## What to produce
Reproduce every entry word for word.

■ ■ ■

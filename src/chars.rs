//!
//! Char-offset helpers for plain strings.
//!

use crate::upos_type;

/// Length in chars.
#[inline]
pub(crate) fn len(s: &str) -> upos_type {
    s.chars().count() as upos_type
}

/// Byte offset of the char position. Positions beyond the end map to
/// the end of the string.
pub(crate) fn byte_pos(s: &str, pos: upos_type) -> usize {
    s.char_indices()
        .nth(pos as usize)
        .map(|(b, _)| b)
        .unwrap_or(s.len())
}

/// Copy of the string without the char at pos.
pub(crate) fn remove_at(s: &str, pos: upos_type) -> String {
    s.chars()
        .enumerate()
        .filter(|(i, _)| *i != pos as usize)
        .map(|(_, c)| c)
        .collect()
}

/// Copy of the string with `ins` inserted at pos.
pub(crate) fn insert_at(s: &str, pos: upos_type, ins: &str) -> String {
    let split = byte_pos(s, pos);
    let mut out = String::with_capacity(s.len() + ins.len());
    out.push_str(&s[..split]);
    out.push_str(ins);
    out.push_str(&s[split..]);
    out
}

■ ■ ■

## Task response
filename src/chars.rs
//!
//! Char-offset helpers for plain strings.
//!

use crate::upos_type;

/// Length in chars.
#[inline]
pub(crate) fn len(s: &str) -> upos_type {
    s.chars().count() as upos_type
}

/// Byte offset of the char position. Positions beyond the end map to
/// the end of the string.
pub(crate) fn byte_pos(s: &str, pos: upos_type) -> usize {
    s.char_indices()
        .nth(pos as usize)
        .map(|(b, _)| b)
        .unwrap_or(s.len())
}

/// Copy of the string without the char at pos.
pub(crate) fn remove_at(s: &str, pos: upos_type) -> String {
    s.chars()
        .enumerate()
        .filter(|(i, _)| *i != pos as usize)
        .map(|(_, c)| c)
        .collect()
}

/// Copy of the string with `ins` inserted at pos.
pub(crate) fn insert_at(s: &str, pos: upos_type, ins: &str) -> String {
    let split = byte_pos(s, pos);
    let mut out = String::with_capacity(s.len() + ins.len());
    out.push_str(&s[..split]);
    out.push_str(ins);
    out.push_str(&s[split..]);
    out
}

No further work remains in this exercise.